Although Unit 731 perpetrators used dehumanizing language to rationalize their actions, dehumanization does not make sense as the main mechanism at play. Henry C. Theriault (2007), philosopher and leading genocide scholar, uses the Armenian Genocide as a case study to argue that instead of dehumanizing victims, perpetrators “recognized the humanity of their victims” and killed Armenians “precisely because” of their humanity (Theriault, 2007, p. 28). The more a torturer humanizes their victims, the more pleasure they would feel: when kicking a rock, thinking about the rock’s pain brings no pleasure (Theriault, 2007). Perhaps Unit 731’s purpose was to create biological weapons to efficiently kill large numbers of people (Barenblatt, 2004), but researchers still conducted experiments with no scientific purpose, seemingly for the sake of curiosity, or simply just for fun. Barenblatt (2004) describes experiments such as boiling prisoners alive, hanging prisoners upside down to see how long it would take for them to choke to death, and sawing off a prisoner’s hands and switching them so that the left hand was reattached to the right arm.  This is different from the way one might clean mold or insects out of a house. While we may fear insects, we get rid of them as quickly as we can; we don’t take pleasure in long, drawn-out torture sessions. “Professional people, too, like to play,” testified an Osaka University professor who had studied footage of Unit 731 experiments as a medical student (Barenblatt, 2004, p. 79). Unit 731 researchers were highly intelligent doctors and academics who chose their career paths because of a fascination with biology and the human body. Unit 731’s human experimentation gave them an appealing opportunity to study what goes on inside their own bodies. This would not have provided the same pleasure had they not used test subjects with human physiology just like their own.

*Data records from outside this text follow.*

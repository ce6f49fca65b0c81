use async_trait::async_trait;
use serde::Deserialize;
use serde_json::{json, Value};
use std::sync::atomic::{AtomicU64, Ordering};
use tracing::{debug, error, info};

use super::{abi, LedgerClient, LedgerError};
use crate::{
    core::identity::{Fingerprint, RecordFields},
    utils::config::LedgerConfig,
};

/// Reads the document registry contract through an Ethereum JSON-RPC provider.
pub struct EthereumLedgerClient {
    http: reqwest::Client,
    rpc_url: Option<String>,
    contract_address: String,
    expected_chain_id: u64,
    next_id: AtomicU64,
}

#[derive(Debug, Deserialize)]
struct RpcResponse {
    result: Option<Value>,
    error: Option<RpcErrorBody>,
}

#[derive(Debug, Deserialize)]
struct RpcErrorBody {
    code: i64,
    message: String,
}

impl EthereumLedgerClient {
    pub fn new(config: &LedgerConfig) -> Result<Self, LedgerError> {
        let http = reqwest::Client::builder()
            .timeout(config.get_request_timeout())
            .build()
            .map_err(|e| LedgerError::Transport(format!("failed to build HTTP client: {}", e)))?;

        Ok(Self {
            http,
            rpc_url: config.rpc_url.clone(),
            contract_address: config.contract_address.to_lowercase(),
            expected_chain_id: parse_quantity(&config.chain_id)?,
            next_id: AtomicU64::new(1),
        })
    }

    fn endpoint(&self) -> Result<&str, LedgerError> {
        self.rpc_url.as_deref().ok_or(LedgerError::NoProvider)
    }

    async fn request(&self, method: &str, params: Value) -> Result<Value, LedgerError> {
        let url = self.endpoint()?;
        let id = self.next_id.fetch_add(1, Ordering::Relaxed);
        let body = json!({
            "jsonrpc": "2.0",
            "id": id,
            "method": method,
            "params": params,
        });

        debug!(method, id, "Sending JSON-RPC request");
        let response = self
            .http
            .post(url)
            .json(&body)
            .send()
            .await
            .map_err(|e| {
                error!("JSON-RPC request {} failed: {}", method, e);
                LedgerError::Transport(e.to_string())
            })?;

        if !response.status().is_success() {
            let status = response.status();
            return Err(LedgerError::Transport(format!(
                "provider returned HTTP {}",
                status
            )));
        }

        let response: RpcResponse = response
            .json()
            .await
            .map_err(|e| LedgerError::Decode(format!("invalid JSON-RPC response: {}", e)))?;
        unwrap_response(response)
    }

    /// Fails unless the provider is on the configured chain.
    async fn ensure_network(&self) -> Result<(), LedgerError> {
        let result = self.request("eth_chainId", json!([])).await?;
        let actual = result
            .as_str()
            .ok_or_else(|| LedgerError::Decode("eth_chainId result is not a string".into()))?;

        if parse_quantity(actual)? != self.expected_chain_id {
            return Err(LedgerError::WrongNetwork {
                expected: format!("{:#x}", self.expected_chain_id),
                actual: actual.to_string(),
            });
        }
        Ok(())
    }

    async fn call(&self, data: Vec<u8>) -> Result<Vec<u8>, LedgerError> {
        let params = json!([
            {
                "to": self.contract_address,
                "data": format!("0x{}", hex::encode(data)),
            },
            "latest"
        ]);
        let result = self.request("eth_call", params).await?;
        let encoded = result
            .as_str()
            .ok_or_else(|| LedgerError::Decode("eth_call result is not a string".into()))?;
        decode_hex_data(encoded)
    }
}

#[async_trait]
impl LedgerClient for EthereumLedgerClient {
    async fn lookup(&self, fingerprint: &Fingerprint) -> Result<bool, LedgerError> {
        self.ensure_network().await?;

        let data = abi::encode_bytes32_call(abi::VERIFY_DOCUMENT, &fingerprint.to_bytes());
        let valid = abi::decode_bool(&self.call(data).await?)?;
        info!(%fingerprint, valid, "Ledger lookup complete");
        Ok(valid)
    }

    async fn fetch_record(&self, fingerprint: &Fingerprint) -> Result<RecordFields, LedgerError> {
        let data = abi::encode_bytes32_call(abi::GET_DETAILS, &fingerprint.to_bytes());
        let fields = abi::decode_record(&self.call(data).await?)?;
        debug!(%fingerprint, "Fetched ledger record");
        Ok(fields)
    }
}

fn unwrap_response(response: RpcResponse) -> Result<Value, LedgerError> {
    if let Some(err) = response.error {
        return Err(LedgerError::Rpc {
            code: err.code,
            message: err.message,
        });
    }
    response
        .result
        .ok_or_else(|| LedgerError::Decode("JSON-RPC response has neither result nor error".into()))
}

fn parse_quantity(value: &str) -> Result<u64, LedgerError> {
    let digits = value
        .strip_prefix("0x")
        .ok_or_else(|| LedgerError::Decode(format!("quantity {} lacks 0x prefix", value)))?;
    u64::from_str_radix(digits, 16)
        .map_err(|e| LedgerError::Decode(format!("invalid quantity {}: {}", value, e)))
}

fn decode_hex_data(value: &str) -> Result<Vec<u8>, LedgerError> {
    let digits = value
        .strip_prefix("0x")
        .ok_or_else(|| LedgerError::Decode("call result lacks 0x prefix".into()))?;
    hex::decode(digits).map_err(|e| LedgerError::Decode(format!("call result is not hex: {}", e)))
}
use async_trait::async_trait;
use serde::Deserialize;
use serde_json::{json, Value};
use tracing::{debug, info};

use super::{parse_model_response, AnalysisError, DocumentAnalyzer, DocumentImage, KycExtraction};
use crate::utils::config::AnalysisConfig;

const EXTRACTION_PROMPT: &str = r#"You verify identity documents for a KYC check.

From the ID card image, read:
- fullName
- dob, formatted YYYY-MM-DD
- gender
- idNumber (national ID, tax ID or passport number)
- address, shortened to city, state and postal code
- phone, if printed on the card

If a second image (a selfie) is attached, compare its face with the card photo
and report a matchScore from 0 to 100.

Use null for any field you cannot read clearly. Set isTampered to true if the
card shows signs of digital editing.

Reply with only this JSON object:
{"fullName": "...", "dob": "...", "gender": "...", "idNumber": "...", "address": "...", "phone": "...", "matchScore": 0, "isTampered": false}"#;

/// Calls the `generateContent` REST endpoint of a Gemini model.
pub struct GeminiAnalyzer {
    http: reqwest::Client,
    endpoint: String,
    model: String,
    api_key: Option<String>,
}

#[derive(Debug, Deserialize)]
struct GenerateResponse {
    #[serde(default)]
    candidates: Vec<Candidate>,
}

#[derive(Debug, Deserialize)]
struct Candidate {
    content: Option<Content>,
}

#[derive(Debug, Deserialize)]
struct Content {
    #[serde(default)]
    parts: Vec<Part>,
}

#[derive(Debug, Deserialize)]
struct Part {
    text: Option<String>,
}

impl GeminiAnalyzer {
    pub fn new(config: &AnalysisConfig) -> Result<Self, AnalysisError> {
        let http = reqwest::Client::builder()
            .timeout(config.get_request_timeout())
            .build()
            .map_err(|e| AnalysisError::Request(e.to_string()))?;

        Ok(Self {
            http,
            endpoint: config.endpoint.trim_end_matches('/').to_string(),
            model: config.model.clone(),
            api_key: config.api_key.clone().filter(|k| !k.trim().is_empty()),
        })
    }

    fn request_body(id_card: &DocumentImage, selfie: Option<&DocumentImage>) -> Value {
        let mut parts = vec![json!({ "text": EXTRACTION_PROMPT })];
        for image in std::iter::once(id_card).chain(selfie) {
            parts.push(json!({
                "inline_data": {
                    "mime_type": image.mime_type,
                    "data": image.to_base64(),
                }
            }));
        }
        json!({ "contents": [{ "parts": parts }] })
    }
}

fn response_text(response: GenerateResponse) -> Result<String, AnalysisError> {
    let text: String = response
        .candidates
        .into_iter()
        .next()
        .and_then(|c| c.content)
        .map(|c| c.parts.into_iter().filter_map(|p| p.text).collect())
        .unwrap_or_default();

    if text.trim().is_empty() {
        return Err(AnalysisError::EmptyResponse);
    }
    Ok(text)
}

#[async_trait]
impl DocumentAnalyzer for GeminiAnalyzer {
    async fn analyze(
        &self,
        id_card: &DocumentImage,
        selfie: Option<&DocumentImage>,
    ) -> Result<KycExtraction, AnalysisError> {
        let api_key = self.api_key.as_deref().ok_or(AnalysisError::MissingApiKey)?;
        let url = format!("{}/models/{}:generateContent", self.endpoint, self.model);

        debug!(model = %self.model, with_selfie = selfie.is_some(), "Requesting document analysis");
        let response = self
            .http
            .post(&url)
            .query(&[("key", api_key)])
            .json(&Self::request_body(id_card, selfie))
            .send()
            .await
            .map_err(|e| AnalysisError::Request(e.to_string()))?;

        if !response.status().is_success() {
            let status = response.status();
            return Err(AnalysisError::Request(format!("model endpoint returned {}", status)));
        }

        let body: GenerateResponse = response
            .json()
            .await
            .map_err(|e| AnalysisError::InvalidResponse(e.to_string()))?;
        let extraction = parse_model_response(&response_text(body)?)?;

        info!(tampered = extraction.is_tampered, "Document analysis complete");
        Ok(extraction)
    }
}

Theriault argues that Armenian Genocide perpetrators had to acknowledge their victims’ humanity in order to find ways to hurt them. How would they know that taking away a mother’s children would cause distress, unless they understood that her emotions were as human as their own? (Theriault, 2007). Similarly, what use would infecting a Chinese victim with syphilis be to Japanese researchers, unless they understood that a Japanese patient had the same physiology and would respond in the same way? What would be so interesting about cutting a Russian victim open unless they had the same organs as the researcher’s own? Perhaps Unit 731 perpetrators declared that their victims were not human and called them logs, but this was only a justification. Deep down, they knew their victims were human.

Self-oriented Factors

If dehumanization does not fully explain it, the behavior of Unit 731 researchers must have been motivated by some strong factors to overcome the clearly false belief about their victims’ humanity. Perhaps an answer can be found in personal motivations like greed or ambition. After all, most villains in our favorite stories are willing to hurt others because of a desire for money or power.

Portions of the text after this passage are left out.